George specializes in non-clinical intervention systems and institutional safety protocols.
Maryland's SB 219, the Bowen Levy Airway Clearing Device Act, moves school airway planning into a more structured policy frame. The bill direction centers on four linked questions: whether a device is available, where it is stored, who may use it, and how use is reported afterward. That shift moves the conversation from general campus inventory to response design in the rooms where an event is most likely to begin.
For district leaders, the practical consequence is straightforward. A school does not become operationally ready because a device exists somewhere on campus. It becomes more ready when trained adults can reach the next step from the cafeteria, lunch line, staff dining area, or other primary eating zone without losing the room.

A choking emergency does not pause while staff cross a building, unlock a nurse's office, or search a general first-aid cabinet. The controllable variable is retrieval time. A useful way to express the chain is simple: T total = T recognition + T first-line action + T retrieval + T operation. Schools do not control the biology of the event. They do control T retrieval.
Maryland's eating-area placement logic matters because it reduces the most controllable source of delay in a second-line response. A device staged outside the primary eating area may satisfy a storage preference on paper and still fail a crowded lunch period. Placement is not inventory. It is response time.

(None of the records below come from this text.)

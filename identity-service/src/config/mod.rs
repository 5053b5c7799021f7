use serde::Deserialize;
use service_core::config as core_config;
use service_core::error::AppError;
use std::env;

#[derive(Debug, Clone, Deserialize)]
pub struct IdentityConfig {
    #[serde(flatten)]
    pub common: core_config::Config,
    pub environment: Environment,
    pub service_name: String,
    pub service_version: String,
    pub log_level: String,
    /// Externally reachable base URL, used to build provider callback URLs.
    pub public_base_url: String,
    /// Hosted login page end users are sent to for the local provider.
    pub local_login_url: String,
    pub database: DatabaseConfig,
    pub flow: FlowConfig,
    pub jwt: JwtConfig,
    pub otp: OtpConfig,
    pub smtp: SmtpConfig,
    pub providers: ProvidersConfig,
    pub security: SecurityConfig,
    pub webhook: WebhookConfig,
    pub swagger: SwaggerConfig,
    pub rate_limit: RateLimitConfig,
    pub otlp_endpoint: Option<String>,
}

#[derive(Debug, Clone, Deserialize, PartialEq)]
#[serde(rename_all = "lowercase")]
pub enum Environment {
    Dev,
    Prod,
}

#[derive(Debug, Clone, Deserialize)]
pub struct DatabaseConfig {
    pub url: String,
    pub max_connections: u32,
    pub min_connections: u32,
}

#[derive(Debug, Clone, Deserialize)]
pub struct FlowConfig {
    pub backend: FlowStoreBackend,
    pub redis_url: Option<String>,
    pub auth_request_ttl_seconds: u64,
    pub auth_code_ttl_seconds: u64,
    pub sweep_interval_seconds: u64,
}

#[derive(Debug, Clone, Deserialize, PartialEq)]
#[serde(rename_all = "lowercase")]
pub enum FlowStoreBackend {
    Memory,
    Redis,
}

#[derive(Debug, Clone, Deserialize)]
pub struct JwtConfig {
    pub access_secret: String,
    pub refresh_secret: String,
    pub access_token_expiry_minutes: i64,
    pub refresh_token_expiry_days: i64,
}

#[derive(Debug, Clone, Deserialize)]
pub struct OtpConfig {
    pub expiry_seconds: i64,
    pub max_attempts: i32,
}

#[derive(Debug, Clone, Deserialize)]
pub struct SmtpConfig {
    pub host: String,
    pub username: String,
    pub password: String,
    pub from_address: String,
}

#[derive(Debug, Clone, Deserialize)]
pub struct ProvidersConfig {
    pub google: Option<OAuthClientConfig>,
    pub github: Option<OAuthClientConfig>,
    pub discord: Option<OAuthClientConfig>,
}

#[derive(Debug, Clone, Deserialize)]
pub struct OAuthClientConfig {
    pub client_id: String,
    pub client_secret: String,
}

#[derive(Debug, Clone, Deserialize)]
pub struct SecurityConfig {
    /// Service-level CORS allowlist, distinct from the per-project origin
    /// check applied at token exchange.
    pub allowed_origins: Vec<String>,
    /// When true, token exchange/refresh carrying an Origin header is refused
    /// unless the project explicitly allowlists it (empty allowlist denies).
    pub origin_default_deny: bool,
}

#[derive(Debug, Clone, Deserialize)]
pub struct WebhookConfig {
    pub timeout_seconds: u64,
}

#[derive(Debug, Clone, Deserialize)]
pub struct SwaggerConfig {
    pub enabled: SwaggerMode,
}

#[derive(Debug, Clone, Deserialize, PartialEq)]
#[serde(rename_all = "lowercase")]
pub enum SwaggerMode {
    Public,
    Authenticated,
    Disabled,
}

#[derive(Debug, Clone, Deserialize)]
pub struct RateLimitConfig {
    pub login_attempts: u32,
    pub login_window_seconds: u64,
    pub register_attempts: u32,
    pub register_window_seconds: u64,
    pub otp_attempts: u32,
    pub otp_window_seconds: u64,
    pub global_ip_limit: u32,
    pub global_ip_window_seconds: u64,
}

impl IdentityConfig {
    pub fn from_env() -> Result<Self, AppError> {
        let mut common_config = core_config::Config::load()?;
        // Container platforms inject a bare PORT; let it win over the
        // config-file/APP_PORT default.
        if let Ok(port) = env::var("PORT") {
            common_config.port = port
                .parse()
                .map_err(|e| AppError::ConfigError(anyhow::anyhow!("PORT: {}", e)))?;
        }

        let env_str = env::var("ENVIRONMENT").unwrap_or_else(|_| "dev".to_string());
        let environment: Environment = env_str
            .parse()
            .map_err(|e: String| AppError::ConfigError(anyhow::anyhow!(e)))?;

        let is_prod = environment == Environment::Prod;

        let config = IdentityConfig {
            common: common_config,
            environment: environment.clone(),
            service_name: get_env("SERVICE_NAME", Some("identity-service"), is_prod)?,
            service_version: get_env("SERVICE_VERSION", Some(env!("CARGO_PKG_VERSION")), is_prod)?,
            log_level: get_env("LOG_LEVEL", Some("info"), is_prod)?,
            public_base_url: get_env("PUBLIC_BASE_URL", Some("http://localhost:8080"), is_prod)?,
            local_login_url: get_env(
                "LOCAL_LOGIN_URL",
                Some("http://localhost:3000/auth/login"),
                is_prod,
            )?,
            database: DatabaseConfig {
                url: get_env("DATABASE_URL", None, is_prod)?,
                max_connections: parse_env("DATABASE_MAX_CONNECTIONS", Some("10"), is_prod)?,
                min_connections: parse_env("DATABASE_MIN_CONNECTIONS", Some("1"), is_prod)?,
            },
            flow: FlowConfig {
                backend: get_env("FLOW_STORE", Some("memory"), is_prod)?
                    .parse()
                    .map_err(|e: String| AppError::ConfigError(anyhow::anyhow!(e)))?,
                redis_url: env::var("REDIS_URL").ok(),
                auth_request_ttl_seconds: parse_env(
                    "AUTH_REQUEST_TTL_SECONDS",
                    Some("600"),
                    is_prod,
                )?,
                auth_code_ttl_seconds: parse_env("AUTH_CODE_TTL_SECONDS", Some("300"), is_prod)?,
                sweep_interval_seconds: parse_env("FLOW_SWEEP_INTERVAL_SECONDS", Some("60"), is_prod)?,
            },
            jwt: JwtConfig {
                access_secret: get_env("JWT_ACCESS_SECRET", None, is_prod)?,
                refresh_secret: get_env("JWT_REFRESH_SECRET", None, is_prod)?,
                access_token_expiry_minutes: parse_env(
                    "JWT_ACCESS_TOKEN_EXPIRY_MINUTES",
                    Some("15"),
                    is_prod,
                )?,
                refresh_token_expiry_days: parse_env(
                    "JWT_REFRESH_TOKEN_EXPIRY_DAYS",
                    Some("7"),
                    is_prod,
                )?,
            },
            otp: OtpConfig {
                expiry_seconds: parse_env("OTP_EXPIRY_SECONDS", Some("300"), is_prod)?,
                max_attempts: parse_env("OTP_MAX_ATTEMPTS", Some("5"), is_prod)?,
            },
            smtp: SmtpConfig {
                host: get_env("SMTP_HOST", Some("localhost"), is_prod)?,
                username: get_env("SMTP_USERNAME", Some(""), is_prod)?,
                password: get_env("SMTP_PASSWORD", Some(""), is_prod)?,
                from_address: get_env(
                    "SMTP_FROM_ADDRESS",
                    Some("no-reply@localhost"),
                    is_prod,
                )?,
            },
            providers: ProvidersConfig {
                google: oauth_client_from_env("GOOGLE"),
                github: oauth_client_from_env("GITHUB"),
                discord: oauth_client_from_env("DISCORD"),
            },
            security: SecurityConfig {
                allowed_origins: get_env(
                    "ALLOWED_ORIGINS",
                    Some("http://localhost:3000"),
                    is_prod,
                )?
                .split(',')
                .map(|s| s.trim().to_string())
                .collect(),
                origin_default_deny: get_env("ORIGIN_DEFAULT_DENY", Some("false"), is_prod)?
                    .parse()
                    .unwrap_or(false),
            },
            webhook: WebhookConfig {
                timeout_seconds: parse_env("WEBHOOK_TIMEOUT_SECONDS", Some("5"), is_prod)?,
            },
            swagger: SwaggerConfig {
                enabled: get_env("ENABLE_SWAGGER", Some("public"), is_prod)?
                    .parse()
                    .map_err(|e: String| AppError::ConfigError(anyhow::anyhow!(e)))?,
            },
            rate_limit: RateLimitConfig {
                login_attempts: parse_env("RATE_LIMIT_LOGIN_ATTEMPTS", Some("10"), is_prod)?,
                login_window_seconds: parse_env(
                    "RATE_LIMIT_LOGIN_WINDOW_SECONDS",
                    Some("900"),
                    is_prod,
                )?,
                register_attempts: parse_env("RATE_LIMIT_REGISTER_ATTEMPTS", Some("5"), is_prod)?,
                register_window_seconds: parse_env(
                    "RATE_LIMIT_REGISTER_WINDOW_SECONDS",
                    Some("3600"),
                    is_prod,
                )?,
                otp_attempts: parse_env("RATE_LIMIT_OTP_ATTEMPTS", Some("10"), is_prod)?,
                otp_window_seconds: parse_env(
                    "RATE_LIMIT_OTP_WINDOW_SECONDS",
                    Some("900"),
                    is_prod,
                )?,
                global_ip_limit: parse_env("RATE_LIMIT_GLOBAL_IP_LIMIT", Some("100"), is_prod)?,
                global_ip_window_seconds: parse_env(
                    "RATE_LIMIT_GLOBAL_IP_WINDOW_SECONDS",
                    Some("60"),
                    is_prod,
                )?,
            },
            otlp_endpoint: env::var("OTEL_EXPORTER_OTLP_ENDPOINT").ok(),
        };

        config.validate()?;
        Ok(config)
    }

    fn validate(&self) -> Result<(), AppError> {
        if self.common.port == 0 {
            return Err(AppError::ConfigError(anyhow::anyhow!(
                "PORT must be greater than 0"
            )));
        }

        if self.jwt.access_token_expiry_minutes <= 0 {
            return Err(AppError::ConfigError(anyhow::anyhow!(
                "JWT_ACCESS_TOKEN_EXPIRY_MINUTES must be positive"
            )));
        }

        if self.jwt.refresh_token_expiry_days <= 0 {
            return Err(AppError::ConfigError(anyhow::anyhow!(
                "JWT_REFRESH_TOKEN_EXPIRY_DAYS must be positive"
            )));
        }

        if self.flow.auth_request_ttl_seconds == 0 || self.flow.auth_code_ttl_seconds == 0 {
            return Err(AppError::ConfigError(anyhow::anyhow!(
                "flow TTLs must be positive"
            )));
        }

        if self.flow.backend == FlowStoreBackend::Redis && self.flow.redis_url.is_none() {
            return Err(AppError::ConfigError(anyhow::anyhow!(
                "REDIS_URL is required when FLOW_STORE=redis"
            )));
        }

        if self.environment == Environment::Prod {
            if self.jwt.access_secret.len() < 32 || self.jwt.refresh_secret.len() < 32 {
                return Err(AppError::ConfigError(anyhow::anyhow!(
                    "JWT secrets must be at least 32 bytes in production"
                )));
            }

            if self.jwt.access_secret == self.jwt.refresh_secret {
                return Err(AppError::ConfigError(anyhow::anyhow!(
                    "JWT access and refresh secrets must differ"
                )));
            }

            if !self.public_base_url.starts_with("https://") {
                return Err(AppError::ConfigError(anyhow::anyhow!(
                    "PUBLIC_BASE_URL must be https in production"
                )));
            }

            if self.security.allowed_origins.iter().any(|o| o == "*") {
                return Err(AppError::ConfigError(anyhow::anyhow!(
                    "Wildcard CORS origin not allowed in production"
                )));
            }

            if self.swagger.enabled == SwaggerMode::Public {
                tracing::error!("Swagger is publicly accessible in production - consider using 'authenticated' or 'disabled'");
            }
        }

        Ok(())
    }
}

fn get_env(key: &str, default: Option<&str>, is_prod: bool) -> Result<String, AppError> {
    match env::var(key) {
        Ok(val) => Ok(val),
        Err(_) => {
            if is_prod {
                Err(AppError::ConfigError(anyhow::anyhow!(format!(
                    "{} is required in production but not set",
                    key
                ))))
            } else if let Some(def) = default {
                Ok(def.to_string())
            } else {
                Err(AppError::ConfigError(anyhow::anyhow!(format!(
                    "{} is required but not set",
                    key
                ))))
            }
        }
    }
}

fn parse_env<T>(key: &str, default: Option<&str>, is_prod: bool) -> Result<T, AppError>
where
    T: std::str::FromStr,
    T::Err: std::fmt::Display,
{
    get_env(key, default, is_prod)?.parse().map_err(|e: T::Err| {
        AppError::ConfigError(anyhow::anyhow!(format!("{}: {}", key, e)))
    })
}

/// Provider adapters are enabled by setting `<PREFIX>_CLIENT_ID` and
/// `<PREFIX>_CLIENT_SECRET`; an unset pair simply disables the adapter.
fn oauth_client_from_env(prefix: &str) -> Option<OAuthClientConfig> {
    let client_id = env::var(format!("{}_CLIENT_ID", prefix)).ok()?;
    let client_secret = env::var(format!("{}_CLIENT_SECRET", prefix)).ok()?;
    Some(OAuthClientConfig {
        client_id,
        client_secret,
    })
}

impl std::str::FromStr for Environment {
    type Err = String;

    fn from_str(s: &str) -> Result<Self, Self::Err> {
        match s.to_lowercase().as_str() {
            "dev" => Ok(Environment::Dev),
            "prod" => Ok(Environment::Prod),
            _ => Err(format!("Invalid environment: {}", s)),
        }
    }
}

impl std::str::FromStr for FlowStoreBackend {
    type Err = String;

    fn from_str(s: &str) -> Result<Self, Self::Err> {
        match s.to_lowercase().as_str() {
            "memory" => Ok(FlowStoreBackend::Memory),
            "redis" => Ok(FlowStoreBackend::Redis),
            _ => Err(format!("Invalid flow store backend: {}", s)),
        }
    }
}

impl std::str::FromStr for SwaggerMode {
    type Err = String;

    fn from_str(s: &str) -> Result<Self, Self::Err> {
        match s.to_lowercase().as_str() {
            "public" => Ok(SwaggerMode::Public),
            "authenticated" => Ok(SwaggerMode::Authenticated),
            "disabled" => Ok(SwaggerMode::Disabled),
            _ => Err(format!("Invalid swagger mode: {}", s)),
        }
    }
}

Eating-area placement only helps when the rescue order is clear. Established choking rescue protocols still come first. A second-line airway device does not move ahead of manual intervention. It exists as a backup path after unsuccessful standard measures. That sequence should appear in training, wall signage, policy language, and drills.
The same boundary protects schools from bad implementation. A device placed closer to the cafeteria does not make a school safer if staff have been taught to treat it as the first answer.
A wall location that looks organized on a floor plan may still fail in a crowded cafeteria. The best location is not the cleanest wall. It is the wall that shortens the rescue path.
A strong school plan needs more than equipment. It needs role clarity. One adult begins first-line rescue. Another adult retrieves backup if standard measures are unsuccessful. A third person manages documentation and follow-up. Reporting readiness starts before the event. Schools should already know who records what happened, how the sequence unfolded, where the device was used, and how the incident moves through district reporting channels.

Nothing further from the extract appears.